→ Data provided
//! Identities: Ed25519 keypairs, one-shot disposable identities, and
//! public-key encryption between them.
//!
//! `encrypt_to` format (base64 of):
//! ```text
//! [1 byte: version = 1][24 bytes: XChaCha20 nonce][ciphertext + 16-byte Poly1305 tag]
//! ```
//! Key agreement maps both Ed25519 keys to their X25519 (Montgomery) form and
//! runs ECDH; the shared point goes through HKDF-SHA256 with
//! `salt = sender_pub ‖ recipient_pub`. Encrypting to yourself is supported
//! and is how the owner seals its own manifest.

use chacha20poly1305::{
    aead::{Aead, KeyInit, Payload},
    Key, XChaCha20Poly1305, XNonce,
};
use curve25519_dalek::edwards::CompressedEdwardsY;
use ed25519_dalek::{Signature, Signer, SigningKey, Verifier, VerifyingKey};
use hkdf::Hkdf;
use keyshard_core::{KeyshardError, KeyshardResult};
use rand::rngs::OsRng;
use rand::RngCore;
use sha2::{Digest, Sha256, Sha512};
use zeroize::Zeroizing;

use crate::{base64_decode, base64_encode, KEY_SIZE, TAG_SIZE};

/// Length of a public key in bytes
pub const PUBLIC_KEY_LEN: usize = 32;

const ENVELOPE_VERSION: u8 = 1;
const XNONCE_SIZE: usize = 24;
const HKDF_INFO: &[u8] = b"keyshard-encrypt-v1";

/// A 32-byte Ed25519 public key, hex on the wire.
#[derive(Clone, Copy, PartialEq, Eq)]
pub struct PublicKey {
    key: VerifyingKey,
}

impl PublicKey {
    pub fn from_bytes(bytes: &[u8; PUBLIC_KEY_LEN]) -> KeyshardResult<Self> {
        VerifyingKey::from_bytes(bytes)
            .map(|key| Self { key })
            .map_err(|e| KeyshardError::InvalidKey(format!("not a valid Ed25519 point: {e}")))
    }

    pub fn from_hex(s: &str) -> KeyshardResult<Self> {
        let bytes = hex::decode(s.trim())
            .map_err(|e| KeyshardError::InvalidKey(format!("public key is not hex: {e}")))?;
        let arr: [u8; PUBLIC_KEY_LEN] = bytes.try_into().map_err(|v: Vec<u8>| {
            KeyshardError::InvalidKey(format!(
                "public key is {} bytes, expected {PUBLIC_KEY_LEN}",
                v.len()
            ))
        })?;
        Self::from_bytes(&arr)
    }

    pub fn to_bytes(&self) -> [u8; PUBLIC_KEY_LEN] {
        self.key.to_bytes()
    }

    pub fn to_hex(&self) -> String {
        hex::encode(self.key.to_bytes())
    }

    /// Verify an Ed25519 signature over `message`.
    pub fn verify(&self, message: &[u8], signature: &[u8]) -> KeyshardResult<()> {
        let sig = Signature::from_slice(signature)
            .map_err(|e| KeyshardError::InvalidKey(format!("malformed signature: {e}")))?;
        self.key
            .verify(message, &sig)
            .map_err(|_| KeyshardError::InvalidKey("signature does not verify".into()))
    }
}

impl std::fmt::Debug for PublicKey {
    fn fmt(&self, f: &mut std::fmt::Formatter<'_>) -> std::fmt::Result {
        write!(f, "PublicKey({})", self.to_hex())
    }
}

impl std::fmt::Display for PublicKey {
    fn fmt(&self, f: &mut std::fmt::Formatter<'_>) -> std::fmt::Result {
        f.write_str(&self.to_hex())
    }
}

/// A long-lived Ed25519 keypair (the owner's or a trustee's).
///
/// The signing key is zeroized on drop by `ed25519-dalek`.
#[derive(Clone)]
pub struct Keypair {
    signing: SigningKey,
}

impl Keypair {
    /// Generate from the OS RNG, surfacing RNG failure instead of panicking.
    pub fn try_generate() -> KeyshardResult<Self> {
        let mut seed = Zeroizing::new([0u8; KEY_SIZE]);
        OsRng
            .try_fill_bytes(&mut seed[..])
            .map_err(|e| KeyshardError::KeyDerivationFailed(format!("OS RNG: {e}")))?;
        Ok(Self {
            signing: SigningKey::from_bytes(&seed),
        })
    }

    pub fn from_secret_bytes(seed: &[u8; KEY_SIZE]) -> Self {
        Self {
            signing: SigningKey::from_bytes(seed),
        }
    }

    pub fn from_secret_hex(s: &str) -> KeyshardResult<Self> {
        let bytes = Zeroizing::new(
            hex::decode(s.trim())
                .map_err(|e| KeyshardError::InvalidKey(format!("secret key is not hex: {e}")))?,
        );
        let seed: &[u8; KEY_SIZE] = bytes.as_slice().try_into().map_err(|_| {
            KeyshardError::InvalidKey(format!(
                "secret key is {} bytes, expected {KEY_SIZE}",
                bytes.len()
            ))
        })?;
        Ok(Self::from_secret_bytes(seed))
    }

    pub fn secret_hex(&self) -> Zeroizing<String> {
        Zeroizing::new(hex::encode(self.signing.to_bytes()))
    }

    pub fn public(&self) -> PublicKey {
        PublicKey {
            key: self.signing.verifying_key(),
        }
    }

    pub fn sign(&self, message: &[u8]) -> [u8; 64] {
        self.signing.sign(message).to_bytes()
    }

    /// The X25519 scalar for this key: the clamped lower half of SHA-512(seed),
    /// the same integer Ed25519 uses to derive the public key.
    fn x25519_scalar(&self) -> Zeroizing<[u8; 32]> {
        let digest = Sha512::digest(self.signing.to_bytes());
        let mut scalar = Zeroizing::new([0u8; 32]);
        scalar.copy_from_slice(&digest[..32]);
        scalar
    }
}

impl std::fmt::Debug for Keypair {
    fn fmt(&self, f: &mut std::fmt::Formatter<'_>) -> std::fmt::Result {
        f.debug_struct("Keypair")
            .field("public", &self.public())
            .field("secret", &"[REDACTED]")
            .finish()
    }
}

/// A one-time identity that signs and encrypts exactly one shard message.
///
/// Not `Clone`: it is created, used, and dropped inside a single publish.
pub struct DisposableIdentity {
    keypair: Keypair,
}

impl DisposableIdentity {
    pub fn generate() -> KeyshardResult<Self> {
        Ok(Self {
            keypair: Keypair::try_generate()?,
        })
    }

    pub fn public(&self) -> PublicKey {
        self.keypair.public()
    }

    pub fn keypair(&self) -> &Keypair {
        &self.keypair
    }
}

impl std::fmt::Debug for DisposableIdentity {
    fn fmt(&self, f: &mut std::fmt::Formatter<'_>) -> std::fmt::Result {
        f.debug_struct("DisposableIdentity")
            .field("public", &self.public())
            .finish()
    }
}

fn conversation_key(
    ours: &Keypair,
    theirs: &PublicKey,
    sender: &PublicKey,
    recipient: &PublicKey,
) -> KeyshardResult<Zeroizing<[u8; KEY_SIZE]>> {
    let their_point = CompressedEdwardsY(theirs.to_bytes())
        .decompress()
        .ok_or_else(|| KeyshardError::InvalidKey("public key does not decompress".into()))?
        .to_montgomery();

    let shared = Zeroizing::new(their_point.mul_clamped(*ours.x25519_scalar()).to_bytes());
    if shared.iter().all(|&b| b == 0) {
        return Err(KeyshardError::InvalidKey(
            "low-order public key rejected".into(),
        ));
    }

    let mut salt = [0u8; 2 * PUBLIC_KEY_LEN];
    salt[..PUBLIC_KEY_LEN].copy_from_slice(&sender.to_bytes());
    salt[PUBLIC_KEY_LEN..].copy_from_slice(&recipient.to_bytes());

    let hkdf = Hkdf::<Sha256>::new(Some(&salt[..]), &shared[..]);
    let mut okm = Zeroizing::new([0u8; KEY_SIZE]);
    hkdf.expand(HKDF_INFO, &mut okm[..])
        .map_err(|e| KeyshardError::KeyDerivationFailed(format!("HKDF expand: {e}")))?;
    Ok(okm)
}

/// Encrypt `plaintext` from `sender` so that only `recipient` can read it.
pub fn encrypt_to(
    sender: &Keypair,
    recipient: &PublicKey,
    plaintext: &[u8],
) -> KeyshardResult<String> {
    let sender_pub = sender.public();
    let key = conversation_key(sender, recipient, &sender_pub, recipient)?;
    let cipher = XChaCha20Poly1305::new(Key::from_slice(&key[..]));

    let mut nonce_bytes = [0u8; XNONCE_SIZE];
    rand::thread_rng().fill_bytes(&mut nonce_bytes);

    let ciphertext = cipher
        .encrypt(
            XNonce::from_slice(&nonce_bytes),
            Payload {
                msg: plaintext,
                aad: &[ENVELOPE_VERSION],
            },
        )
        .map_err(|e| KeyshardError::EncryptionFailed(format!("XChaCha20-Poly1305: {e}")))?;

    let mut out = Vec::with_capacity(1 + XNONCE_SIZE + ciphertext.len());
    out.push(ENVELOPE_VERSION);
    out.extend_from_slice(&nonce_bytes);
    out.extend_from_slice(&ciphertext);
    Ok(base64_encode(&out))
}

/// Decrypt a message `sender` encrypted to `recipient` with [`encrypt_to`].
pub fn decrypt_from(
    recipient: &Keypair,
    sender: &PublicKey,
    ciphertext: &str,
) -> KeyshardResult<Zeroizing<Vec<u8>>> {
    let raw = base64_decode(ciphertext).ok_or(KeyshardError::DecryptionFailed)?;
    if raw.len() < 1 + XNONCE_SIZE + TAG_SIZE || raw[0] != ENVELOPE_VERSION {
        return Err(KeyshardError::DecryptionFailed);
    }

    let recipient_pub = recipient.public();
    let key = conversation_key(recipient, sender, sender, &recipient_pub)?;
    let cipher = XChaCha20Poly1305::new(Key::from_slice(&key[..]));

    let (nonce, body) = raw[1..].split_at(XNONCE_SIZE);
    cipher
        .decrypt(
            XNonce::from_slice(nonce),
            Payload {
                msg: body,
                aad: &[ENVELOPE_VERSION],
            },
        )
        .map(Zeroizing::new)
        .map_err(|_| KeyshardError::DecryptionFailed)
}
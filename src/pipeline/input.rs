//! Input: the uploaded resume as the pipeline sees it.
//!
//! An [`UploadedDocument`] is the raw file plus its declared media type and
//! original name. It is built either from bytes already in memory (a
//! multipart upload) or by awaiting a read from disk. When the declared type
//! is missing or generic (`application/octet-stream`) it is guessed from the
//! file extension, then from the leading bytes.

use crate::error::ReviewError;
use std::path::Path;
use tracing::debug;

/// Media type of PDF documents.
pub const PDF_MEDIA_TYPE: &str = "application/pdf";

const GENERIC_MEDIA_TYPE: &str = "application/octet-stream";

/// A user-supplied resume file.
#[derive(Clone, PartialEq, Eq)]
pub struct UploadedDocument {
    content: Vec<u8>,
    media_type: String,
    name: String,
}

impl std::fmt::Debug for UploadedDocument {
    fn fmt(&self, f: &mut std::fmt::Formatter<'_>) -> std::fmt::Result {
        f.debug_struct("UploadedDocument")
            .field("name", &self.name)
            .field("media_type", &self.media_type)
            .field("len", &self.content.len())
            .finish()
    }
}

impl UploadedDocument {
    /// Wrap bytes received from an upload.
    ///
    /// An empty or generic `media_type` is replaced by a guess from `name`
    /// and `content`; if nothing can be guessed the generic type is kept.
    pub fn new(
        content: impl Into<Vec<u8>>,
        media_type: impl Into<String>,
        name: impl Into<String>,
    ) -> Self {
        let content = content.into();
        let name = name.into();
        let declared = media_type.into().trim().to_string();

        let media_type = if declared.is_empty() || declared.eq_ignore_ascii_case(GENERIC_MEDIA_TYPE) {
            guess_media_type(&name, &content).unwrap_or_else(|| GENERIC_MEDIA_TYPE.to_string())
        } else {
            declared
        };

        Self {
            content,
            media_type,
            name,
        }
    }

    /// Read a resume from disk.
    ///
    /// The media type is guessed from the extension, then from the content.
    pub async fn from_path(path: impl AsRef<Path>) -> Result<Self, ReviewError> {
        let path = path.as_ref();
        let content = tokio::fs::read(path).await.map_err(|e| match e.kind() {
            std::io::ErrorKind::NotFound => ReviewError::FileNotFound {
                path: path.to_path_buf(),
            },
            std::io::ErrorKind::PermissionDenied => ReviewError::PermissionDenied {
                path: path.to_path_buf(),
            },
            _ => ReviewError::ReadFailed {
                name: path.display().to_string(),
                detail: e.to_string(),
            },
        })?;

        let name = path
            .file_name()
            .map(|n| n.to_string_lossy().into_owned())
            .unwrap_or_else(|| path.display().to_string());

        let doc = Self::new(content, "", name);
        debug!(
            "Read '{}' ({} bytes, {})",
            doc.name,
            doc.content.len(),
            doc.media_type
        );
        Ok(doc)
    }

    pub fn content(&self) -> &[u8] {
        &self.content
    }

    pub fn media_type(&self) -> &str {
        &self.media_type
    }

    pub fn name(&self) -> &str {
        &self.name
    }

    pub fn len(&self) -> usize {
        self.content.len()
    }

    pub fn is_empty(&self) -> bool {
        self.content.is_empty()
    }

    /// Whether the declared media type indicates a PDF.
    ///
    /// Accepts `application/pdf` (parameters ignored) and the bare `pdf`
    /// some browsers report.
    pub fn is_pdf(&self) -> bool {
        let essence = self
            .media_type
            .split(';')
            .next()
            .unwrap_or_default()
            .trim();
        essence.eq_ignore_ascii_case(PDF_MEDIA_TYPE) || essence.eq_ignore_ascii_case("pdf")
    }

    /// Consume the document, returning its bytes.
    pub fn into_content(self) -> Vec<u8> {
        self.content
    }
}

/// Guess a media type from a file name, falling back to magic bytes.
pub fn guess_media_type(name: &str, content: &[u8]) -> Option<String> {
    from_extension(name).or_else(|| from_magic(content))
}

fn from_extension(name: &str) -> Option<String> {
    let ext = Path::new(name).extension()?.to_str()?.to_ascii_lowercase();
    match ext.as_str() {
        "pdf" => Some(PDF_MEDIA_TYPE.to_string()),
        "heic" => Some("image/heic".to_string()),
        "heif" => Some("image/heif".to_string()),
        _ => image::ImageFormat::from_extension(&ext).map(|f| f.to_mime_type().to_string()),
    }
}

fn from_magic(content: &[u8]) -> Option<String> {
    if content.starts_with(b"%PDF") {
        return Some(PDF_MEDIA_TYPE.to_string());
    }
    image::guess_format(content)
        .ok()
        .map(|f| f.to_mime_type().to_string())
}
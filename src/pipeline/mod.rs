//! Pipeline stages for a resume review.
//!
//! Each submodule implements exactly one transformation step, so every stage
//! is testable on its own and collaborators (pdfium, the model) can be
//! swapped without touching the others.
//!
//! ## Data Flow
//!
//! ```text
//! input ──▶ normalize ──▶ request ──▶ postprocess
//!  (file)   (render+encode)  (model)     (HTML cleanup)
//! ```
//!
//! 1. [`input`]: the uploaded bytes, media type and name
//! 2. [`normalize`]: one part for an image; one rasterised page per part for
//!    a PDF ([`render`] runs in `spawn_blocking`, [`encode`] base64-wraps)
//! 3. [`request`]: the single model call with the mode's fixed instruction
//! 4. [`postprocess`]: fence stripping and HTML sanitising

pub mod encode;
pub mod input;
pub mod normalize;
pub mod postprocess;
pub mod render;
pub mod request;
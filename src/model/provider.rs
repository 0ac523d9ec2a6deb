//! [`ReviewModel`] over an `edgequake-llm` provider.
//!
//! The request becomes a single user message whose text is the instruction
//! and whose attachments are the input parts, in order. Providers that only
//! honour temperature and the token cap silently ignore top-p/top-k.

use crate::config::ReviewConfig;
use crate::error::ReviewError;
use crate::model::{ModelRequest, ModelResponse, ReviewModel};
use async_trait::async_trait;
use edgequake_llm::{ChatMessage, CompletionOptions, ImageData, LLMProvider, ProviderFactory};
use std::sync::Arc;
use std::time::{Duration, Instant};
use tracing::{debug, warn};

pub struct ProviderModel {
    label: String,
    provider: Arc<dyn LLMProvider>,
    options: CompletionOptions,
    timeout: Duration,
}

impl ProviderModel {
    /// Wrap an already-constructed provider.
    pub fn new(label: impl Into<String>, provider: Arc<dyn LLMProvider>, config: &ReviewConfig) -> Self {
        Self {
            label: label.into(),
            provider,
            options: build_options(config),
            timeout: Duration::from_secs(config.request_timeout_secs),
        }
    }

    /// Instantiate `provider_name` with `config.model` via
    /// [`ProviderFactory::create_llm_provider`], which reads that provider's
    /// API key from its usual environment variable.
    pub fn from_factory(provider_name: &str, config: &ReviewConfig) -> Result<Self, ReviewError> {
        let provider = ProviderFactory::create_llm_provider(provider_name, &config.model).map_err(|e| {
            ReviewError::ProviderNotConfigured {
                provider: provider_name.to_string(),
                hint: format!("{e}"),
            }
        })?;
        Ok(Self::new(provider_name, provider, config))
    }
}

impl std::fmt::Debug for ProviderModel {
    fn fmt(&self, f: &mut std::fmt::Formatter<'_>) -> std::fmt::Result {
        f.debug_struct("ProviderModel")
            .field("label", &self.label)
            .field("timeout", &self.timeout)
            .finish()
    }
}

#[async_trait]
impl ReviewModel for ProviderModel {
    fn name(&self) -> &str {
        &self.label
    }

    async fn generate(&self, request: &ModelRequest) -> Result<ModelResponse, ReviewError> {
        let messages = vec![build_message(request)];
        let start = Instant::now();

        let response = tokio::time::timeout(self.timeout, self.provider.chat(&messages, Some(&self.options)))
            .await
            .map_err(|_| ReviewError::ModelTimeout {
                secs: self.timeout.as_secs(),
            })?
            .map_err(|e| {
                warn!("{}: request failed: {}", self.label, e);
                ReviewError::ModelApi {
                    status: None,
                    message: format!("{e}"),
                }
            })?;

        debug!(
            "{}: {} input tokens, {} output tokens, {:?}",
            self.label,
            response.prompt_tokens,
            response.completion_tokens,
            start.elapsed()
        );

        if response.content.trim().is_empty() {
            return Err(ReviewError::EmptyResponse);
        }

        Ok(ModelResponse {
            text: response.content,
            input_tokens: response.prompt_tokens as u64,
            output_tokens: response.completion_tokens as u64,
        })
    }
}

fn build_message(request: &ModelRequest) -> ChatMessage {
    let images = request
        .parts
        .iter()
        .map(|p| ImageData::new(p.data.clone(), &p.media_type))
        .collect();
    ChatMessage::user_with_images(&request.instruction, images)
}

fn build_options(config: &ReviewConfig) -> CompletionOptions {
    CompletionOptions {
        temperature: Some(config.generation.temperature),
        max_tokens: Some(config.generation.max_output_tokens as usize),
        ..Default::default()
    }
}
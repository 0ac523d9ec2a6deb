//! Review request: parts + the mode's fixed instruction → model → HTML.
//!
//! Exactly one call per review. There is no retry loop: a failed call is
//! surfaced to the caller as-is and the session decides what to show.

use crate::error::ReviewError;
use crate::model::{ModelRequest, ReviewModel};
use crate::output::ReviewResult;
use crate::pipeline::encode::ModelInputPart;
use crate::pipeline::postprocess;
use crate::prompts::ReviewMode;
use tracing::{debug, info};

/// A review answer plus the token usage the model reported.
#[derive(Debug, Clone, PartialEq, Eq)]
pub struct ReviewReply {
    pub result: ReviewResult,
    pub input_tokens: u64,
    pub output_tokens: u64,
}

/// Assemble `[part₁, …, partₙ, instruction]` for `mode`.
pub fn build_request(parts: Vec<ModelInputPart>, mode: ReviewMode) -> ModelRequest {
    ModelRequest::new(parts, mode.instruction())
}

/// Send the parts with the instruction for `mode` and return the cleaned answer.
///
/// # Errors
/// Any Model-kind error from `model`, or [`ReviewError::EmptyResponse`] when
/// the answer is blank after cleanup.
pub async fn request_review(
    model: &dyn ReviewModel,
    parts: Vec<ModelInputPart>,
    mode: ReviewMode,
    sanitize: bool,
) -> Result<ReviewReply, ReviewError> {
    let request = build_request(parts, mode);
    info!(
        "Requesting {} review from {} ({} parts)",
        mode,
        model.name(),
        request.parts.len()
    );

    let response = model.generate(&request).await?;
    let result = ReviewResult {
        html: postprocess::clean_html(&response.text, sanitize),
        raw: response.text,
    };
    if result.is_empty() {
        return Err(ReviewError::EmptyResponse);
    }
    debug!("Review HTML: {} chars (raw {})", result.html.len(), result.raw.len());

    Ok(ReviewReply {
        result,
        input_tokens: response.input_tokens,
        output_tokens: response.output_tokens,
    })
}

#[cfg(test)]
mod tests {
    use super::*;
    use crate::model::ModelResponse;
    use crate::pipeline::encode::encode_bytes;
    use crate::prompts::{PROFESSIONAL_PROMPT, ROAST_PROMPT};
    use async_trait::async_trait;
    use std::sync::Mutex;

    /// Records the last request and answers with a fixed reply.
    struct Recording {
        reply: Result<String, ()>,
        seen: Mutex<Option<ModelRequest>>,
    }

    impl Recording {
        fn answering(text: &str) -> Self {
            Self {
                reply: Ok(text.to_string()),
                seen: Mutex::new(None),
            }
        }
    }

    #[async_trait]
    impl ReviewModel for Recording {
        fn name(&self) -> &str {
            "recording"
        }

        async fn generate(&self, request: &ModelRequest) -> Result<ModelResponse, ReviewError> {
            *self.seen.lock().unwrap() = Some(request.clone());
            match &self.reply {
                Ok(text) => Ok(ModelResponse {
                    text: text.clone(),
                    input_tokens: 10,
                    output_tokens: 5,
                }),
                Err(()) => Err(ReviewError::ModelApi {
                    status: Some(500),
                    message: "boom".into(),
                }),
            }
        }
    }

    #[test]
    fn instruction_depends_only_on_mode() {
        let parts = vec![encode_bytes(b"x", "image/png")];
        assert_eq!(build_request(parts.clone(), ReviewMode::Roast).instruction, ROAST_PROMPT);
        assert_eq!(
            build_request(parts, ReviewMode::Professional).instruction,
            PROFESSIONAL_PROMPT
        );
    }

    #[tokio::test]
    async fn sends_parts_then_instruction_and_cleans_reply() {
        let model = Recording::answering("```html\n<h1>Hi</h1>\n```");
        let parts = vec![encode_bytes(b"p1", "image/png"), encode_bytes(b"p2", "image/png")];

        let reply = request_review(&model, parts.clone(), ReviewMode::Roast, true)
            .await
            .unwrap();

        assert_eq!(reply.result.html, "<h1>Hi</h1>");
        assert_eq!(reply.result.raw, "```html\n<h1>Hi</h1>\n```");
        assert_eq!((reply.input_tokens, reply.output_tokens), (10, 5));

        let seen = model.seen.lock().unwrap().clone().unwrap();
        assert_eq!(seen.parts, parts);
        assert_eq!(seen.instruction, ROAST_PROMPT);
    }

    #[tokio::test]
    async fn model_failure_propagates() {
        let model = Recording {
            reply: Err(()),
            seen: Mutex::new(None),
        };
        let err = request_review(&model, vec![], ReviewMode::Professional, true)
            .await
            .unwrap_err();
        assert!(matches!(err, ReviewError::ModelApi { status: Some(500), .. }));
    }

    #[tokio::test]
    async fn reply_that_sanitises_to_nothing_is_empty() {
        let model = Recording::answering("<script>alert(1)</script>");
        let err = request_review(&model, vec![], ReviewMode::Roast, true)
            .await
            .unwrap_err();
        assert!(matches!(err, ReviewError::EmptyResponse));
    }

    #[tokio::test]
    async fn fenced_whitespace_reply_is_empty() {
        let model = Recording::answering("```html\n  \n```");
        let err = request_review(&model, vec![], ReviewMode::Roast, false)
            .await
            .unwrap_err();
        assert!(matches!(err, ReviewError::EmptyResponse));
    }
}
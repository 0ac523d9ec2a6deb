//! Output types returned by a review.

use crate::prompts::ReviewMode;
use serde::{Deserialize, Serialize};

/// The model's answer, ready for display.
#[derive(Debug, Clone, PartialEq, Eq, Serialize, Deserialize)]
pub struct ReviewResult {
    /// Post-processed HTML (fences stripped, sanitised unless disabled).
    pub html: String,
    /// The model text exactly as it was returned.
    pub raw: String,
}

impl ReviewResult {
    pub fn is_empty(&self) -> bool {
        self.html.trim().is_empty()
    }
}

/// Timing and token accounting for one review.
#[derive(Debug, Clone, Default, PartialEq, Eq, Serialize, Deserialize)]
pub struct ReviewStats {
    /// Number of parts sent before the instruction (1 for an image, N for an N-page PDF).
    pub parts: usize,
    /// Total decoded size of all parts, in bytes.
    pub payload_bytes: usize,
    pub input_tokens: u64,
    pub output_tokens: u64,
    pub normalize_duration_ms: u64,
    pub model_duration_ms: u64,
    pub total_duration_ms: u64,
}

/// Everything a single review produced.
#[derive(Debug, Clone, PartialEq, Eq, Serialize, Deserialize)]
pub struct ReviewOutput {
    pub document: String,
    pub mode: ReviewMode,
    /// Label of the model client that answered.
    pub model: String,
    pub result: ReviewResult,
    pub stats: ReviewStats,
}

→ Your goal
Search the material above for the word "rand", then copy out each line that has it.

→ The completed task
use rand::rngs::OsRng;
use rand::RngCore;
    rand::thread_rng().fill_bytes(&mut nonce_bytes);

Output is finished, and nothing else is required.